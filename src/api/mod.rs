//! Dashboard endpoints under `/api`, all behind the bearer token.

pub mod auth;
pub mod chat;
pub mod gemini;
pub mod outbound;
pub mod outreach;
pub mod realtime;
pub mod tts;
use axum::extract::{OriginalUri, Query, State};
use axum::http::HeaderMap;
use axum::response::Response;
use axum::Form;
use chrono::Utc;
use serde::Deserialize;

use super::speech::{listen, recording_action, speak};
use super::twiml::TwimlBuilder;
use super::{param, twiml_response, verify_request, WebhookParams};
use crate::greeting;
use crate::models::{BusinessProfile, CallDirection, CallLog, OutreachCampaign, OutreachLead};
use crate::pipeline::conversation::Session;
use crate::store::StoreError;
use crate::AppState;

/// Handle POST /twilio/voice: Twilio webhook for incoming calls.
///
/// Looks up the business by the dialled number, greets the caller and
/// starts the record loop handled by /twilio/recording.
pub async fn handle_voice(
    State(state): State<AppState>,
    headers: HeaderMap,
    OriginalUri(uri): OriginalUri,
    Form(params): Form<WebhookParams>,
) -> Response {
    if let Err(resp) = verify_request(&state, &headers, &uri, &params) {
        return resp;
    }

    let call_sid = param(&params, "CallSid").unwrap_or("unknown").to_string();
    let from = param(&params, "From").unwrap_or_default().to_string();
    let to = param(&params, "To").unwrap_or_default().to_string();

    // Calls placed through /api/call come back here with the numbers swapped.
    let direction = match param(&params, "Direction") {
        Some(d) if d.starts_with("outbound") => CallDirection::Outbound,
        _ => CallDirection::Inbound,
    };
    let (business_number, from) = match direction {
        CallDirection::Outbound => (from, to),
        CallDirection::Inbound => (to, from),
    };
    tracing::info!(
        call_sid = %call_sid,
        caller = %from,
        business_number = %business_number,
        ?direction,
        "Call answered"
    );

    let business = match state.repo.business_by_phone(&business_number).await {
        Ok(Some(b)) => Some(b),
        Ok(None) => {
            tracing::warn!(
                call_sid = %call_sid,
                number = %business_number,
                "No business for number"
            );
            None
        }
        Err(e) => {
            tracing::error!(call_sid = %call_sid, "Business lookup failed: {e}");
            None
        }
    };

    let caller_name = match business {
        Some(ref b) if !from.is_empty() => {
            match state.repo.upsert_caller(&b.id, &from, Utc::now()).await {
                Ok(caller) => caller.name,
                Err(e) => {
                    tracing::warn!(call_sid = %call_sid, "Caller profile update failed: {e}");
                    None
                }
            }
        }
        _ => None,
    };

    let text = choose_greeting(
        &state.config.assistant,
        business.as_ref(),
        caller_name.as_deref(),
    );

    let business_id = business.as_ref().map(|b| b.id.clone());
    state
        .conversations
        .open(
            &call_sid,
            Session::new(business_id.clone(), from, caller_name, direction),
        )
        .await;
    state.conversations.note_assistant(&call_sid, &text).await;

    let voice = business.as_ref().and_then(|b| b.voice_id.as_deref());
    let builder = speak(&state, TwimlBuilder::new(), &text, voice).await;
    let action = recording_action(&state, business_id.as_deref());
    twiml_response(listen(&state, builder, &action).build())
}

#[derive(Debug, Default, Deserialize)]
pub struct OutreachQuery {
    pub job_id: Option<String>,
}

/// Handle POST /twilio/voice/outreach: a lead picked up an outreach call.
///
/// Speaks the campaign script, then continues in the normal record loop
/// with the campaign's business as context.
pub async fn handle_voice_outreach(
    State(state): State<AppState>,
    headers: HeaderMap,
    OriginalUri(uri): OriginalUri,
    Query(query): Query<OutreachQuery>,
    Form(params): Form<WebhookParams>,
) -> Response {
    if let Err(resp) = verify_request(&state, &headers, &uri, &params) {
        return resp;
    }

    let call_sid = param(&params, "CallSid").unwrap_or("unknown").to_string();
    let to = param(&params, "To").unwrap_or_default().to_string();
    let Some(job_id) = query.job_id.as_deref().filter(|id| !id.is_empty()) else {
        tracing::warn!(call_sid = %call_sid, "Outreach call answered without a job id");
        return try_again_later(&state);
    };
    tracing::info!(call_sid = %call_sid, job_id, "Outreach call answered");

    let (lead, campaign, business) = match load_outreach_context(&state, job_id).await {
        Ok(ctx) => ctx,
        Err(e) => {
            tracing::error!(
                call_sid = %call_sid,
                job_id,
                "Outreach context unavailable: {e}"
            );
            return try_again_later(&state);
        }
    };

    let script = render_script(
        &campaign.script,
        lead.name.as_deref(),
        business.as_ref().map(|b| b.business_name.as_str()),
        &state.config.assistant.name,
    );

    let business_id = business
        .as_ref()
        .map(|b| b.id.clone())
        .unwrap_or_else(|| campaign.business_id.clone());
    state
        .conversations
        .open(
            &call_sid,
            Session::new(
                Some(business_id.clone()),
                to,
                lead.name.clone(),
                CallDirection::Outbound,
            ),
        )
        .await;
    state.conversations.note_assistant(&call_sid, &script).await;

    // Short pause after pickup, then the script.
    let voice = business.as_ref().and_then(|b| b.voice_id.as_deref());
    let builder = speak(&state, TwimlBuilder::new().pause(1), &script, voice).await;
    let action = recording_action(&state, Some(&business_id));
    twiml_response(listen(&state, builder, &action).build())
}

/// Apologize and hang up when an outreach call cannot run its script.
fn try_again_later(state: &AppState) -> Response {
    let twiml = TwimlBuilder::new()
        .say(&format!(
            "Hello, this is {}. Sorry, we'll try you again later. Goodbye!",
            state.config.assistant.name
        ))
        .hangup();
    twiml_response(twiml.build())
}

async fn load_outreach_context(
    state: &AppState,
    job_id: &str,
) -> Result<(OutreachLead, OutreachCampaign, Option<BusinessProfile>), StoreError> {
    let job = state.repo.job(job_id).await?;
    let lead = state.repo.lead(&job.lead_id).await?;
    let campaign = state.repo.campaign(&job.campaign_id).await?;
    let business = state.repo.business_by_id(&campaign.business_id).await?;
    Ok((lead, campaign, business))
}

const TERMINAL_STATUSES: &[&str] = &["completed", "busy", "failed", "no-answer", "canceled"];

/// Handle POST /twilio/status: call lifecycle callback.
///
/// On a terminal status the conversation session is closed and its
/// transcript written to `call_logs`.
pub async fn handle_status(
    State(state): State<AppState>,
    headers: HeaderMap,
    OriginalUri(uri): OriginalUri,
    Form(params): Form<WebhookParams>,
) -> Response {
    if let Err(resp) = verify_request(&state, &headers, &uri, &params) {
        return resp;
    }

    let call_sid = param(&params, "CallSid").unwrap_or("unknown").to_string();
    let status = param(&params, "CallStatus").unwrap_or("unknown").to_string();
    tracing::info!(call_sid = %call_sid, status = %status, "Call status");

    if TERMINAL_STATUSES.contains(&status.as_str()) {
        if let Some(session) = state.conversations.end(&call_sid).await {
            let log = CallLog {
                call_sid: call_sid.clone(),
                business_id: session.business_id,
                caller_phone: session.caller_phone,
                direction: session.direction,
                status,
                transcript: session.transcript.join("\n"),
                duration_secs: param(&params, "CallDuration").and_then(|d| d.parse().ok()),
            };
            if let Err(e) = state.repo.insert_call_log(&log).await {
                tracing::warn!(call_sid = %call_sid, "Failed to write call log: {e}");
            }
        }
    }

    twiml_response(TwimlBuilder::new().build())
}

/// Pick the opening line: returning callers by name, then the business's
/// own greeting, then the configured one, then a time-of-day greeting.
fn choose_greeting(
    assistant: &crate::config::AssistantConfig,
    business: Option<&BusinessProfile>,
    caller_name: Option<&str>,
) -> String {
    let name = business
        .and_then(|b| b.assistant_name.as_deref())
        .unwrap_or(&assistant.name);
    let business_name = business.map(|b| b.business_name.as_str());

    if let Some(caller) = caller_name {
        return greeting::returning_caller(caller, name, business_name);
    }
    if let Some(custom) = business.and_then(|b| b.greeting_message.as_deref()) {
        if !custom.trim().is_empty() {
            return custom.to_string();
        }
    }
    if !assistant.greeting.is_empty() {
        return assistant.greeting.clone();
    }
    greeting::select_greeting(name, business_name)
}

/// Fill `{name}`, `{business}` and `{assistant}` in a campaign script.
fn render_script(
    script: &str,
    lead_name: Option<&str>,
    business: Option<&str>,
    assistant: &str,
) -> String {
    script
        .replace("{name}", lead_name.unwrap_or("there"))
        .replace("{business}", business.unwrap_or("our team"))
        .replace("{assistant}", assistant)
}
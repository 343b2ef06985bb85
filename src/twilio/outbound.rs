use crate::config::TwilioConfig;

/// Twilio REST API client: outbound calls and recording downloads.
pub struct TwilioClient {
    client: reqwest::Client,
    api_base: String,
    account_sid: String,
    auth_token: String,
    from_number: String,
}

impl TwilioClient {
    pub fn new(twilio_config: &TwilioConfig) -> Self {
        Self {
            client: reqwest::Client::new(),
            api_base: twilio_config.api_base.trim_end_matches('/').to_string(),
            account_sid: twilio_config.account_sid.clone(),
            auth_token: twilio_config.auth_token.clone(),
            from_number: twilio_config.phone_number.clone(),
        }
    }

    /// Initiate an outbound call. Twilio will call `to`, and when answered,
    /// POST to `webhook_url` for TwiML. Lifecycle events go to `status_url`.
    pub async fn call(
        &self,
        to: &str,
        webhook_url: &str,
        status_url: &str,
    ) -> Result<String, TwilioError> {
        let url = format!(
            "{}/2010-04-01/Accounts/{}/Calls.json",
            self.api_base, self.account_sid
        );

        let params = [
            ("To", to),
            ("From", self.from_number.as_str()),
            ("Url", webhook_url),
            ("StatusCallback", status_url),
            ("StatusCallbackEvent", "completed"),
        ];

        let resp = self
            .client
            .post(&url)
            .basic_auth(&self.account_sid, Some(&self.auth_token))
            .form(&params)
            .send()
            .await
            .map_err(|e| TwilioError::Request(e.to_string()))?;

        if !resp.status().is_success() {
            let status = resp.status();
            let body = resp.text().await.unwrap_or_default();
            return Err(TwilioError::Api(format!("{status}: {body}")));
        }

        let body: serde_json::Value = resp
            .json()
            .await
            .map_err(|e| TwilioError::Request(e.to_string()))?;

        let call_sid = body["sid"]
            .as_str()
            .ok_or_else(|| TwilioError::Api("response missing call sid".to_string()))?
            .to_string();

        tracing::info!(to, call_sid = %call_sid, "Outbound call initiated");
        Ok(call_sid)
    }

    /// Fetch a call recording as WAV. Twilio serves the media at
    /// `<RecordingUrl>.wav` behind account basic auth.
    ///
    /// Only URLs on the configured API origin are fetched, so the account
    /// credentials never leave for another host.
    pub async fn download_recording(&self, recording_url: &str) -> Result<Vec<u8>, TwilioError> {
        if !self.is_api_url(recording_url) {
            return Err(TwilioError::UntrustedUrl(recording_url.to_string()));
        }
        let url = if recording_url.ends_with(".wav") {
            recording_url.to_string()
        } else {
            format!("{recording_url}.wav")
        };

        let resp = self
            .client
            .get(&url)
            .basic_auth(&self.account_sid, Some(&self.auth_token))
            .send()
            .await
            .map_err(|e| TwilioError::Request(e.to_string()))?;

        if !resp.status().is_success() {
            let status = resp.status();
            return Err(TwilioError::Api(format!("recording download {status}")));
        }

        let bytes = resp
            .bytes()
            .await
            .map_err(|e| TwilioError::Request(e.to_string()))?;
        tracing::debug!(bytes = bytes.len(), "Downloaded recording");
        Ok(bytes.to_vec())
    }

    fn is_api_url(&self, url: &str) -> bool {
        match (reqwest::Url::parse(url), reqwest::Url::parse(&self.api_base)) {
            (Ok(url), Ok(base)) => url.origin() == base.origin(),
            _ => false,
        }
    }
}

#[derive(Debug, thiserror::Error)]
pub enum TwilioError {
    #[error("HTTP request failed: {0}")]
    Request(String),
    #[error("Twilio API error: {0}")]
    Api(String),
    #[error("refusing to fetch recording from {0}")]
    UntrustedUrl(String),
}

#[cfg(test)]
mod tests {
    use super::*;
    use httpmock::prelude::*;
    use serde_json::json;

    fn client(server: &MockServer) -> TwilioClient {
        TwilioClient::new(&TwilioConfig {
            account_sid: "AC123".to_string(),
            auth_token: "secret".to_string(),
            phone_number: "+15550001111".to_string(),
            api_base: server.base_url(),
            validate_signatures: false,
        })
    }

    #[tokio::test]
    async fn call_posts_form_and_returns_sid() {
        let server = MockServer::start_async().await;
        let mock = server
            .mock_async(|when, then| {
                when.method(POST)
                    .path("/2010-04-01/Accounts/AC123/Calls.json")
                    .header_exists("authorization")
                    .x_www_form_urlencoded_tuple("To", "+15550009999")
                    .x_www_form_urlencoded_tuple("From", "+15550001111");
                then.status(201).json_body(json!({ "sid": "CA42" }));
            })
            .await;

        let sid = client(&server)
            .call(
                "+15550009999",
                "https://clara.example.com/twilio/voice/outreach?job_id=j1",
                "https://clara.example.com/twilio/status",
            )
            .await
            .unwrap();

        mock.assert_async().await;
        assert_eq!(sid, "CA42");
    }

    #[tokio::test]
    async fn call_surfaces_api_errors() {
        let server = MockServer::start_async().await;
        server
            .mock_async(|when, then| {
                when.method(POST);
                then.status(400).body("invalid To number");
            })
            .await;

        let err = client(&server)
            .call("+1", "https://x/hook", "https://x/status")
            .await
            .unwrap_err();
        assert!(matches!(err, TwilioError::Api(msg) if msg.contains("invalid To number")));
    }

    #[tokio::test]
    async fn recording_download_appends_wav() {
        let server = MockServer::start_async().await;
        let mock = server
            .mock_async(|when, then| {
                when.method(GET).path("/Recordings/RE1.wav");
                then.status(200).body(b"RIFFdata".to_vec());
            })
            .await;

        let bytes = client(&server)
            .download_recording(&format!("{}/Recordings/RE1", server.base_url()))
            .await
            .unwrap();

        mock.assert_async().await;
        assert_eq!(bytes, b"RIFFdata");
    }

    #[tokio::test]
    async fn recording_on_another_host_is_not_fetched() {
        let server = MockServer::start_async().await;
        let elsewhere = MockServer::start_async().await;
        let mock = elsewhere
            .mock_async(|when, then| {
                when.any_request();
                then.status(200).body(b"RIFF".to_vec());
            })
            .await;

        let err = client(&server)
            .download_recording(&format!("{}/Recordings/RE1", elsewhere.base_url()))
            .await
            .unwrap_err();

        mock.assert_hits_async(0).await;
        assert!(matches!(err, TwilioError::UntrustedUrl(_)));

        let err = client(&server)
            .download_recording("not a url")
            .await
            .unwrap_err();
        assert!(matches!(err, TwilioError::UntrustedUrl(_)));
    }
}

About this task :: Please reproduce exactly the lines above, beginning with the first and ending with the line that contains "use super::twiml::TwimlBuilder;", and include nothing outside that range.

Response area ::
filename src/api/mod.rs
//! Dashboard endpoints under `/api`, all behind the bearer token.

pub mod auth;
pub mod chat;
pub mod gemini;
pub mod outbound;
pub mod outreach;
pub mod realtime;
pub mod tts;
use axum::extract::{OriginalUri, Query, State};
use axum::http::HeaderMap;
use axum::response::Response;
use axum::Form;
use chrono::Utc;
use serde::Deserialize;

use super::speech::{listen, recording_action, speak};
use super::twiml::TwimlBuilder;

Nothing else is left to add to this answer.